The African wildlife objects detection dataset is split into three subsets:

Training set: Contains 1052 images, each with corresponding annotations.
Validation set: Includes 225 images, each with paired annotations.
Testing set: Comprises 227 images, each with paired annotations."

In [None]:
# using requests, download zip file and extract contents

# url of zipfile
url_of_zip = 'https://ultralytics.com/assets/african-wildlife.zip'
url_of_yaml = 'https://raw.githubusercontent.com/ultralytics/ultralytics/main/ultralytics/cfg/datasets/african-wildlife.yaml'

# directory to be saved into
wd = os.getcwd()
zip_directory = os.path.join(wd, 'animals.zip')
yaml_directory = os.path.join(wd, 'data.yaml')

# download request
response = requests.get(url_of_zip)
with open(zip_directory, 'wb') as f:
    f.write(response.content)

response2 = requests.get(url_of_yaml)
with open(yaml_directory, 'wb') as f:
    f.write(response2.content)

# use the working directory as the extraction target
extract_to = wd  # Since we're extracting to the working directory

# extract the zip file
with zipfile.ZipFile(zip_directory, 'r') as zip_ref:
    zip_ref.extractall(extract_to)


<b>Clear directory of training files if needed:</b>

In [None]:
# initialize file name
file_name = 'animals.zip'
file_name2 = 'data.yaml'

# construct the file path
file_path = os.path.join(os.getcwd(), file_name)
file_path2 = os.path.join(os.getcwd(), file_name2)

# delete the zip file
if os.path.exists(file_path):
    os.remove(file_path)
    print(f"The file {file_name} has been deleted.")
else:
    print(f"The file {file_name} does not exist.")

# delete the zip file
if os.path.exists(file_path2):
    os.remove(file_path2)
    print(f"The file {file_name2} has been deleted.")
else:
    print(f"The file {file_name2} does not exist.")

# list of directory paths you want to delete
directories = ["./train", "./test", "./valid"]

# loop through each directory in the list
for directory_path in directories:

    # check if the directory exists
    if os.path.exists(directory_path) and os.path.isdir(directory_path):
        
        # use shutil.rmtree() to delete the directory
        shutil.rmtree(directory_path)
        print(f"The directory {directory_path} has been deleted.")

    else:
        print(f"The directory {directory_path} does not exist.")


### <u>Training the detection model on local machine</u>

This block will train the YOLO model using your local machine.
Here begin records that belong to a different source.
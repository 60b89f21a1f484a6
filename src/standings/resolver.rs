use std::sync::Arc;
use tracing::{debug, info, warn};

use super::{find_team, records_from_json, StandingsEntry, StandingsRecord};
use crate::balldontlie::{RawStandingsApi, SportsApi};
use crate::config::ApiKey;
use crate::error::ServiceError;

/// Looks up one team's season record, falling back to the raw standings
/// endpoint when the typed client cannot decode the response.
#[derive(Clone)]
pub struct TeamPerformanceResolver {
    api_key: Option<ApiKey>,
    sdk: Arc<dyn SportsApi>,
    raw: Arc<dyn RawStandingsApi>,
}

impl TeamPerformanceResolver {
    pub fn new(
        api_key: Option<ApiKey>,
        sdk: Arc<dyn SportsApi>,
        raw: Arc<dyn RawStandingsApi>,
    ) -> Self {
        TeamPerformanceResolver { api_key, sdk, raw }
    }

    pub async fn resolve(
        &self,
        team_id: i64,
        season: Option<&str>,
    ) -> Result<StandingsEntry, ServiceError> {
        let season = parse_season(season)?;
        let api_key = self
            .api_key
            .as_ref()
            .ok_or_else(|| ServiceError::Configuration("API key not configured".into()))?;

        let records = self.fetch_standings(api_key, season).await?;
        debug!(
            "Scanning {} standings rows for team {} (season {})",
            records.len(),
            team_id,
            season
        );

        find_team(records, team_id).ok_or(ServiceError::TeamNotInCollection)
    }

    async fn fetch_standings(
        &self,
        api_key: &ApiKey,
        season: i32,
    ) -> Result<Vec<StandingsRecord>, ServiceError> {
        match self.sdk.get_standings(api_key, season).await {
            Ok(payload) => Ok(payload
                .into_rows()
                .into_iter()
                .map(StandingsRecord::Structured)
                .collect()),
            Err(e) if e.is_structural() => {
                warn!(
                    "Typed standings decode failed for season {}, falling back to raw request: {}",
                    season, e
                );
                self.fetch_raw(api_key, season).await
            }
            Err(e) => {
                warn!("Standings request failed for season {}: {}", season, e);
                Err(e.into())
            }
        }
    }

    async fn fetch_raw(
        &self,
        api_key: &ApiKey,
        season: i32,
    ) -> Result<Vec<StandingsRecord>, ServiceError> {
        let resp = self.raw.get_standings(api_key, season).await.map_err(|e| {
            warn!("Raw standings request failed: {:#}", e);
            ServiceError::UpstreamRequestFailed { status: None }
        })?;

        if !resp.is_success() {
            warn!("Raw standings request returned status {}", resp.status);
            return Err(ServiceError::UpstreamRequestFailed {
                status: Some(resp.status),
            });
        }

        let body: serde_json::Value = serde_json::from_str(&resp.body).map_err(|e| {
            ServiceError::Unclassified(format!("invalid JSON from standings endpoint: {}", e))
        })?;

        let records = records_from_json(body).ok_or_else(|| {
            ServiceError::Unclassified("standings response is not a list".into())
        })?;
        info!(
            "Raw fallback returned {} standings rows for season {}",
            records.len(),
            season
        );
        Ok(records)
    }
}

fn parse_season(season: Option<&str>) -> Result<i32, ServiceError> {
    let season = season
        .map(str::trim)
        .filter(|s| !s.is_empty())
        .ok_or_else(|| ServiceError::CallerInput("Season parameter is required".into()))?;

    season
        .parse()
        .map_err(|_| ServiceError::CallerInput("Season parameter must be an integer".into()))
}
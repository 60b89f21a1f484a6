use axum::{
    http::StatusCode,
    response::{IntoResponse, Response},
    Json,
};
use thiserror::Error;
use tracing::warn;

/// Errors raised by the typed balldontlie client.
#[derive(Error, Debug)]
pub enum ProviderError {
    #[error("authentication failed: {0}")]
    Authentication(String),

    #[error("rate limit exceeded: {0}")]
    RateLimited(String),

    #[error("invalid request parameters: {0}")]
    Validation(String),

    #[error("resource not found: {0}")]
    NotFound(String),

    #[error("server error {status}: {message}")]
    Server { status: u16, message: String },

    #[error("API error {status}: {message}")]
    Api { status: u16, message: String },

    #[error("request failed: {0}")]
    Transport(#[from] reqwest::Error),

    /// A request URL could not be built from the configured base URL.
    #[error("invalid request URL: {0}")]
    Url(#[from] url::ParseError),

    /// The response arrived but could not be decoded into the expected shape.
    #[error("unexpected response shape: {0}")]
    Schema(String),
}

impl ProviderError {
    /// Structural failures are the only ones that warrant the raw-HTTP fallback.
    pub fn is_structural(&self) -> bool {
        matches!(self, ProviderError::Schema(_))
    }
}

/// Every failure the team-performance lookup can surface, in precedence order.
#[derive(Error, Debug)]
pub enum ServiceError {
    #[error("{0}")]
    CallerInput(String),

    #[error("{0}")]
    Configuration(String),

    #[error("Invalid API key")]
    Authentication,

    #[error("Rate limit exceeded")]
    RateLimitExceeded,

    #[error("Invalid request parameters")]
    InvalidUpstreamParameters,

    #[error("Resource not found")]
    UpstreamResourceNotFound,

    #[error("External API server error")]
    UpstreamServer,

    #[error("External API request failed")]
    UpstreamRequestFailed { status: Option<u16> },

    #[error("Team not found for season")]
    TeamNotInCollection,

    #[error("Unexpected error: {0}")]
    Unclassified(String),
}

impl ServiceError {
    pub fn status_code(&self) -> StatusCode {
        match self {
            ServiceError::CallerInput(_) => StatusCode::BAD_REQUEST,
            ServiceError::Configuration(_) => StatusCode::BAD_GATEWAY,
            ServiceError::Authentication => StatusCode::BAD_GATEWAY,
            ServiceError::RateLimitExceeded => StatusCode::BAD_GATEWAY,
            ServiceError::InvalidUpstreamParameters => StatusCode::BAD_REQUEST,
            ServiceError::UpstreamResourceNotFound => StatusCode::NOT_FOUND,
            ServiceError::UpstreamServer => StatusCode::BAD_GATEWAY,
            ServiceError::UpstreamRequestFailed { .. } => StatusCode::BAD_GATEWAY,
            ServiceError::TeamNotInCollection => StatusCode::NOT_FOUND,
            ServiceError::Unclassified(_) => StatusCode::INTERNAL_SERVER_ERROR,
        }
    }
}

impl From<ProviderError> for ServiceError {
    fn from(err: ProviderError) -> Self {
        match err {
            ProviderError::Authentication(_) => ServiceError::Authentication,
            ProviderError::RateLimited(_) => ServiceError::RateLimitExceeded,
            ProviderError::Validation(_) => ServiceError::InvalidUpstreamParameters,
            ProviderError::NotFound(_) => ServiceError::UpstreamResourceNotFound,
            ProviderError::Server { .. } => ServiceError::UpstreamServer,
            ProviderError::Api { status, .. } => ServiceError::UpstreamRequestFailed {
                status: Some(status),
            },
            ProviderError::Transport(_) => ServiceError::UpstreamRequestFailed { status: None },
            ProviderError::Url(e) => ServiceError::Unclassified(e.to_string()),
            // Only reachable when a schema failure escapes without fallback.
            ProviderError::Schema(msg) => ServiceError::Unclassified(msg),
        }
    }
}

impl IntoResponse for ServiceError {
    fn into_response(self) -> Response {
        let status = self.status_code();
        if let ServiceError::UpstreamRequestFailed { status: Some(code) } = &self {
            warn!("Upstream responded with status {}", code);
        }
        if status.is_server_error() {
            warn!("Request failed with {}: {:?}", status, self);
        }
        let body = serde_json::json!({ "error": self.to_string() });
        (status, Json(body)).into_response()
    }
}

#[cfg(test)]
mod tests {
    use super::*;

    #[test]
    fn test_only_schema_errors_are_structural() {
        assert!(ProviderError::Schema("missing field `team`".into()).is_structural());
        assert!(!ProviderError::Authentication("bad key".into()).is_structural());
        assert!(!ProviderError::RateLimited("slow down".into()).is_structural());
        assert!(!ProviderError::Server {
            status: 503,
            message: "down".into()
        }
        .is_structural());
    }

    #[test]
    fn test_provider_error_mapping() {
        let cases: Vec<(ProviderError, StatusCode, &str)> = vec![
            (
                ProviderError::Authentication("x".into()),
                StatusCode::BAD_GATEWAY,
                "Invalid API key",
            ),
            (
                ProviderError::RateLimited("x".into()),
                StatusCode::BAD_GATEWAY,
                "Rate limit exceeded",
            ),
            (
                ProviderError::Validation("x".into()),
                StatusCode::BAD_REQUEST,
                "Invalid request parameters",
            ),
            (
                ProviderError::NotFound("x".into()),
                StatusCode::NOT_FOUND,
                "Resource not found",
            ),
            (
                ProviderError::Server {
                    status: 500,
                    message: "x".into(),
                },
                StatusCode::BAD_GATEWAY,
                "External API server error",
            ),
            (
                ProviderError::Api {
                    status: 418,
                    message: "x".into(),
                },
                StatusCode::BAD_GATEWAY,
                "External API request failed",
            ),
        ];

        for (provider_err, status, message) in cases {
            let err = ServiceError::from(provider_err);
            assert_eq!(err.status_code(), status);
            assert_eq!(err.to_string(), message);
        }
    }

    #[test]
    fn test_url_build_failure_is_unclassified() {
        let err = ServiceError::from(ProviderError::Url(url::ParseError::RelativeUrlWithoutBase));
        assert_eq!(err.status_code(), StatusCode::INTERNAL_SERVER_ERROR);
        assert!(err.to_string().starts_with("Unexpected error: "));
        assert!(!ProviderError::Url(url::ParseError::EmptyHost).is_structural());
    }

    #[test]
    fn test_local_errors_status() {
        assert_eq!(
            ServiceError::CallerInput("Season parameter is required".into()).status_code(),
            StatusCode::BAD_REQUEST
        );
        assert_eq!(
            ServiceError::Configuration("API key not configured".into()).status_code(),
            StatusCode::BAD_GATEWAY
        );
        assert_eq!(
            ServiceError::TeamNotInCollection.status_code(),
            StatusCode::NOT_FOUND
        );
        let err = ServiceError::Unclassified("boom".into());
        assert_eq!(err.status_code(), StatusCode::INTERNAL_SERVER_ERROR);
        assert_eq!(err.to_string(), "Unexpected error: boom");
    }
}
Depending on the size of the training/val data and model size, this could be too computationally intensive for your hardware; we will discuss using UARK's high performance computing center if this is the case.

<b>Hyperparameters</b>

YOLOv8 has a handful of customizable hyperparameters you can read about here: https://docs.ultralytics.com/usage/cfg/#train-settings. Hyperparameters affect how YOLO is trained and can subsequently affect accuracy and time of convergence.

This code block will prompt you for a few commonly customized hyperparameters.

A note about batch size and optimizer: using batch size = -1 will find the computationally optimal batch size for your local machine. Similarly, using optimizer = auto will do the same.

<b>Configuration</b>

In your working directory, there should now be train, test, and valid folders. These are the image sets and associated annotations YOLO will be trained on. There should also be a data.yaml file; this yaml file tells the model the configuration of your directory, i.e. where to find the training data it needs.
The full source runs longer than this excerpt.